“Discoveries and Conclusions of a Very Ordinary Brain” was the subtitle H. G. Wells gave to his voluminous Experiment in Autobiography, and having got off to an unbearably modest start, he went on to confess that much of his literary output had been “slovenly, haggard and irritated,” as well as “hurried and inadequately revised.” Of the “gray matter of that organized mass of phosphorized fat and connective tissue” which he identified as the “hero” of his autobiography, he noted that its thinking was “slack” and “easily fatigued.” By way of summary, he hypothesized that “If there were brain-shows, as there are cat and dog shows, I doubt if it would get even a third class prize.”
If modesty is a rare trait among world-famous authors, rarer still is the ability—which Wells possessed in abundance—to analyze perceptively one’s own literary shortcomings. The critic who sorts through Wells’s prodigious oeuvre (he had published more than one hundred books before his death in 1946 at the age of seventy-nine) must be struck by how often Wells identified, and hence partially disarmed, whatever objections might be made against him.

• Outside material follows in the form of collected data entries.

//! Import path normalization.
//!
//! Splits an import path into its repository root (the unit fetched from a
//! VCS remote) and the subpackage path inside that repository:
//!
//! ```text
//! github.com/org/repo/encoding/json  ->  ("github.com/org/repo", "encoding/json")
//! gopkg.in/yaml.v2                   ->  ("gopkg.in/yaml.v2", "")
//! example.org/tools.git/cmd/fmt      ->  ("example.org/tools.git", "cmd/fmt")
//! ```

use regex_lite::Regex;
use std::sync::OnceLock;

/// Hosts whose repository root sits at a fixed depth.
///
/// Depth counts every segment, including the host itself.
const KNOWN_HOSTS: &[(&str, usize)] = &[
    ("github.com", 3),
    ("bitbucket.org", 3),
    ("gitlab.com", 3),
    ("golang.org/x", 3),
    ("hub.jazz.net/git", 4),
    ("launchpad.net", 2),
    ("google.golang.org", 2),
    ("go.googlesource.com", 2),
];

/// Root depth for hosts with no specific rule.
const DEFAULT_ROOT_DEPTH: usize = 3;

/// A segment ending in a VCS suffix terminates the root.
const VCS_SUFFIX_PATTERN: &str = r"^(?:[^/]+/)*?[^/]+\.(?:git|hg|svn|bzr)(?:/|$)";

/// `gopkg.in/pkg.vN` and `gopkg.in/user/pkg.vN`.
const GOPKG_PATTERN: &str = r"^gopkg\.in/(?:[A-Za-z0-9_-]+/)?[A-Za-z0-9_.-]+\.v[0-9]+(?:/|$)";

static VCS_SUFFIX_RE: OnceLock<Option<Regex>> = OnceLock::new();
static GOPKG_RE: OnceLock<Option<Regex>> = OnceLock::new();

/// Split an import path into `(repository root, subpackage)`.
///
/// The subpackage is empty when the path is the root itself. Leading and
/// trailing slashes are ignored.
#[must_use]
pub fn normalize_name(path: &str) -> (String, String) {
    let trimmed = path.trim_matches('/');
    let segments: Vec<&str> = trimmed.split('/').filter(|s| !s.is_empty()).collect();
    let depth = root_depth(trimmed).min(segments.len());

    (segments[..depth].join("/"), segments[depth..].join("/"))
}

/// Repository root of an import path.
#[must_use]
pub fn root_of(path: &str) -> String {
    normalize_name(path).0
}

fn root_depth(path: &str) -> usize {
    if let Some(depth) = pattern_depth(&VCS_SUFFIX_RE, VCS_SUFFIX_PATTERN, path) {
        return depth;
    }
    if let Some(depth) = pattern_depth(&GOPKG_RE, GOPKG_PATTERN, path) {
        return depth;
    }

    KNOWN_HOSTS
        .iter()
        .find(|(prefix, _)| {
            path == *prefix
                || path
                    .strip_prefix(prefix)
                    .is_some_and(|rest| rest.starts_with('/'))
        })
        .map_or(DEFAULT_ROOT_DEPTH, |(_, depth)| *depth)
}

/// Number of segments covered by the leading match of `pattern`, if any.
fn pattern_depth(cell: &OnceLock<Option<Regex>>, pattern: &str, path: &str) -> Option<usize> {
    let re = cell.get_or_init(|| Regex::new(pattern).ok()).as_ref()?;
    let matched = re.find(path)?.as_str().trim_end_matches('/');
    Some(matched.split('/').count())
}
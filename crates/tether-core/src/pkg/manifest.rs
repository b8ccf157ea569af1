//! Project manifest (`tether.json`).
//!
//! ```json
//! {
//!   "package": "github.com/me/project",
//!   "imports": [{ "package": "github.com/org/lib", "version": "v1.2.0" }],
//!   "dev_imports": [],
//!   "ignore": ["github.com/me/project/internal"]
//! }
//! ```

use super::dependency::Dependency;
use super::error::PkgError;
use super::lockfile::{Lockfile, LOCKFILE_NAME};
use super::name::normalize_name;
use serde::{Deserialize, Serialize};
use std::collections::HashMap;
use std::fs;
use std::io;
use std::path::Path;
use tracing::{info, warn};

/// Manifest filename.
pub const MANIFEST_NAME: &str = "tether.json";

/// A project's declared dependencies.
#[derive(Debug, Clone, Default, PartialEq, Eq, Serialize, Deserialize)]
pub struct Manifest {
    /// The project's own import path (its repository root).
    #[serde(default, rename = "package")]
    pub name: String,
    #[serde(default)]
    pub imports: Vec<Dependency>,
    #[serde(default, skip_serializing_if = "Vec::is_empty")]
    pub dev_imports: Vec<Dependency>,
    /// Import paths (or path prefixes) never fetched or pinned.
    #[serde(default, skip_serializing_if = "Vec::is_empty")]
    pub ignore: Vec<String>,
}

impl Manifest {
    /// Load the manifest at `path`.
    ///
    /// # Errors
    /// `PKG_MANIFEST_NOT_FOUND` if absent, `PKG_MANIFEST_INVALID` if unreadable
    /// or not valid JSON.
    pub fn load(path: &Path) -> Result<Self, PkgError> {
        let content = match fs::read_to_string(path) {
            Ok(c) => c,
            Err(e) if e.kind() == io::ErrorKind::NotFound => {
                return Err(PkgError::manifest_not_found(path))
            }
            Err(e) => {
                return Err(PkgError::manifest_invalid(format!(
                    "Failed to read {}: {e}",
                    path.display()
                )))
            }
        };

        serde_json::from_str(&content).map_err(|e| {
            PkgError::manifest_invalid(format!("Invalid JSON in {}: {e}", path.display()))
        })
    }

    /// Whether `name` is ignored, exactly or as a nested path of an entry.
    #[must_use]
    pub fn has_ignore(&self, name: &str) -> bool {
        self.ignore.iter().any(|ig| {
            let ig = ig.trim_end_matches('/');
            name == ig
                || name
                    .strip_prefix(ig)
                    .is_some_and(|rest| rest.starts_with('/'))
        })
    }

    /// Whether `name` is a declared import or dev import.
    #[must_use]
    pub fn has_dependency(&self, name: &str) -> bool {
        self.imports
            .iter()
            .chain(&self.dev_imports)
            .any(|d| d.name == name)
    }

    /// Write the manifest atomically as pretty-printed JSON.
    ///
    /// # Errors
    /// `PKG_MANIFEST_INVALID` if serialization or the write fails.
    pub fn write_to(&self, path: &Path) -> Result<(), PkgError> {
        let mut content = serde_json::to_string_pretty(self)?;
        content.push('\n');
        tether_util::fs::atomic_write(path, content.as_bytes()).map_err(|e| {
            PkgError::manifest_invalid(format!("Failed to write {}: {e}", path.display()))
        })
    }

    /// Add import paths to the manifest as repository roots.
    ///
    /// Each name may carry a reference as `name#reference`. A root already
    /// declared gains the name's subpackage instead of a second record; a
    /// root only declared as a dev import moves to `imports` unless `dev` is
    /// set. Ignored roots are skipped. Returns how many records or
    /// subpackages were added.
    ///
    /// # Errors
    /// `PKG_NAME_INVALID` when a name has no repository root.
    pub fn add_packages<S: AsRef<str>>(&mut self, names: &[S], dev: bool) -> Result<usize, PkgError> {
        let mut added = 0;

        for name in names {
            let name = name.as_ref();
            let (path, reference) = name.split_once('#').unwrap_or((name, ""));
            let (root, sub) = normalize_name(path);
            if root.is_empty() {
                return Err(PkgError::name_invalid(name));
            }

            if self.has_dependency(&root) {
                let moved = !dev && self.promote(&root);
                let list = if dev && !self.imports.iter().any(|d| d.name == root) {
                    &mut self.dev_imports
                } else {
                    &mut self.imports
                };
                let Some(dep) = list.iter_mut().find(|d| d.name == root) else {
                    continue;
                };

                if !sub.is_empty() && !dep.subpackages.contains(&sub) {
                    info!(package = %root, subpackage = %sub, "Adding subpackage to existing import");
                    dep.add_subpackage(&sub);
                    added += 1;
                } else if moved {
                    added += 1;
                } else {
                    warn!(package = %name, "Already in {MANIFEST_NAME}, skipping");
                }
                continue;
            }

            if self.has_ignore(&root) {
                warn!(package = %root, "Set to be ignored in {MANIFEST_NAME}, skipping");
                continue;
            }

            let mut dep = Dependency::new(root).with_reference(reference);
            dep.add_subpackage(&sub);
            info!(package = %dep.name, reference = %dep.reference, dev, "Adding to manifest");
            if dev {
                self.dev_imports.push(dep);
            } else {
                self.imports.push(dep);
            }
            added += 1;
        }

        Ok(added)
    }

    /// Move `root` from dev imports to imports, returning whether it moved.
    fn promote(&mut self, root: &str) -> bool {
        if self.imports.iter().any(|d| d.name == root) {
            return false;
        }
        let Some(i) = self.dev_imports.iter().position(|d| d.name == root) else {
            return false;
        };
        info!(package = %root, "Moving from dev imports to imports");
        let dep = self.dev_imports.remove(i);
        self.imports.push(dep);
        true
    }

    /// Normalize every entry to its repository root and merge duplicates.
    ///
    /// An entry naming a subpackage (`github.com/org/repo/sub`) becomes the
    /// root with `sub` recorded as a subpackage. Order of first appearance
    /// is kept.
    pub fn dedupe(&mut self) {
        self.imports = dedupe_dependencies(std::mem::take(&mut self.imports));
        self.dev_imports = dedupe_dependencies(std::mem::take(&mut self.dev_imports));
    }
}

fn dedupe_dependencies(deps: Vec<Dependency>) -> Vec<Dependency> {
    let mut index: HashMap<String, usize> = HashMap::with_capacity(deps.len());
    let mut out: Vec<Dependency> = Vec::with_capacity(deps.len());

    for mut dep in deps {
        let (root, sub) = normalize_name(&dep.name);
        if root != dep.name {
            dep.name.clone_from(&root);
            let existing = std::mem::take(&mut dep.subpackages);
            dep.add_subpackage(&sub);
            for sp in &existing {
                dep.add_subpackage(sp);
            }
        }

        match index.get(&root) {
            Some(&i) => out[i].merge(&dep),
            None => {
                index.insert(root, out.len());
                out.push(dep);
            }
        }
    }

    out
}

/// Requirements a vendored package declares for itself.
///
/// Prefers the package's lockfile (exact versions) over its manifest.
/// Returns `Ok(None)` when the package declares nothing.
///
/// # Errors
/// Returns the read/parse error of whichever file was present.
pub fn read_declared(dir: &Path) -> Result<Option<Vec<Dependency>>, PkgError> {
    if let Some(lock) = Lockfile::read_from(&dir.join(LOCKFILE_NAME))? {
        let deps = lock
            .imports
            .iter()
            .map(super::lockfile::LockedDependency::to_dependency)
            .collect();
        return Ok(Some(deps));
    }

    let manifest_path = dir.join(MANIFEST_NAME);
    if !manifest_path.exists() {
        return Ok(None);
    }
    let mut manifest = Manifest::load(&manifest_path)?;
    manifest.dedupe();
    Ok(Some(manifest.imports))
}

His fiction, he warned us, depended on “conventional types and symbols”; his “psychologically unsubtle” novels could be “artless self-revelatory stuff”; and as a stylist he “did not worry much about finish.”
Protestations of this sort seemed excessive or insincere to a number of critics when Experiment in Autobiographywas published in 1934, but Wells clung stoutly to his assertions of mediocrity.